GILMER – Stakeholders for Lake Gilmer came away from a community meeting Thursday with renewed hope that they might find solutions for a $25 million investment turned headache.
“I thought it was a big, positive step in the right direction,” Upshur County Judge Todd Tefteller said of the Lake Gilmer: Challenges and Opportunities meeting called by state Rep. Jay Dean.
The conversation between local and environmental leaders Thursday at Harmony ISD brought forth ideas that the city of Gilmer — which owns the lake — might work with homeowners, the county, Texas Parks and Wildlife and the U.S. Army Corps of Engineers to navigate around permits that effectively block homeowners from using the shoreline and the city, county and local schools from seeing water, tax revenue and other benefits usually found at other East Texas reservoirs.
“I think there’s a lot that can be done that will be a positive force for the use of our lake,” Tefteller said, “and the development of our resources without any expense to natural habitat whatsoever.”
Having reps with the Army Corps and Texas Parks and Wildlife on hand helped local leaders understand what’s in the lake’s permits that impose regulations such as not allowing any boathouses, docks or piers 7 feet above the shoreline.
“It seems like to me it shouldn’t take a lot of modification to make this lake more usable for the citizens of Upshur County,” said Dean, R-Longview.
The most prominent idea that arose Tuesday was creating a governing board of Lake Gilmer stakeholders that can negotiate new or altered regulations within the permits, which are regulated by the Corps and governed by TPWD.
The regulations resulted from planning before the lake’s construction in 1993. Many of the permit guidelines were formed by a former city manager at that time, said retired Gilmer businessman Steve Dean.
At that time, Dean, who is not related to the state representative, led Gilmer Economic Development Corp., which is still paying back the loan for the lake’s construction at a rate of 85% of its annual total revenue.
“This was his first job out of college,” Dean said of the former city manager. ”He was given 100% sole responsibility to negotiate this permit with the Corps... He didn’t have a clue what anybody in the county wanted — none.”
Steve Dean was responding to an earlier statement from Stephen Lange, Texas Parks and Wildlife regional director, who mentioned that Lake Bois D’Arc — a reservoir under construction in Fannin County — would allow shoreline development because those stakeholders agreed to mitigate other land and property.
Much of Lake Gilmer’s 1,525 acres of mitigated land is its shoreline.
“Bois D’Arc had people from the Metroplex that were going to receive this water, and they were paying for the lake,” Steve Dean said. “They sat down with wiser heads and said, ‘Here’s what we need to do.’ That didn’t happen here.
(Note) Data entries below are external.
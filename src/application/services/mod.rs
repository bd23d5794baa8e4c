//! Application services - authorization, gates and accounting

pub mod authorization;
pub mod ban_gate;
pub mod ledger;
pub mod permission;
pub mod stats;

pub use authorization::{normalize_id, AuthorizationResolver};
pub use ban_gate::{BanEffects, BanGate, BanVerdict};
pub use ledger::{Award, ResourceLedger};
pub use permission::{PermissionRule, Subject, PERMISSION_RULES};
pub use stats::StatsRecorder;
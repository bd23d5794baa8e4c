/// Admin role of a group participant
#[derive(Debug, Clone, Copy, PartialEq, Eq)]
pub enum AdminRole {
    Admin,
    SuperAdmin,
}

#[derive(Debug, Clone, PartialEq, Eq)]
pub struct Participant {
    pub id: String,
    pub admin: Option<AdminRole>,
}

impl Participant {
    pub fn member(id: impl Into<String>) -> Self {
        Self { id: id.into(), admin: None }
    }

    pub fn admin(id: impl Into<String>) -> Self {
        Self { id: id.into(), admin: Some(AdminRole::Admin) }
    }

    pub fn super_admin(id: impl Into<String>) -> Self {
        Self { id: id.into(), admin: Some(AdminRole::SuperAdmin) }
    }
}

/// Group metadata as reported by the transport
#[derive(Debug, Clone, Default, PartialEq, Eq)]
pub struct GroupMetadata {
    pub id: String,
    pub subject: String,
    pub description: Option<String>,
    pub participants: Vec<Participant>,
}

impl GroupMetadata {
    pub fn participant(&self, id: &str) -> Option<&Participant> {
        self.participants.iter().find(|p| p.id == id)
    }
}

/// Group context resolved for one message
#[derive(Debug, Clone, Default)]
pub struct GroupInfo {
    pub metadata: GroupMetadata,
    pub is_super_admin: bool,
    pub is_admin: bool,
    pub is_bot_admin: bool,
}

impl GroupInfo {
    pub fn resolve(metadata: GroupMetadata, sender: &str, bot_id: &str) -> Self {
        let user = metadata.participant(sender).and_then(|p| p.admin);
        let bot = metadata.participant(bot_id).and_then(|p| p.admin);
        Self {
            is_super_admin: user == Some(AdminRole::SuperAdmin),
            is_admin: user.is_some(),
            is_bot_admin: bot.is_some(),
            metadata,
        }
    }
}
No wiser heads were invited to the meeting, so we have this permit.”
The state representative said it is time to look to the future rather than the past.
“I like the idea of having a lake board, because as you heard Steve Dean say, the guy who negotiated the whole permit was a first-year person,” Jay Dean said. “You get a good board of stakeholders that can help with asking the questions and getting the right info, this would make it a good deal.”
Gilmer Mayor Tim Marshall called it a constructive meeting.
“A lot of this dispels a lot of the myths that we’ve heard in the past,” Marshall said, “and it gives us more of a concrete base to work from as opposed to just rumors that everybody says, ‘Well, this,’ and, ‘Well, that.’ This gives us more information to go on.”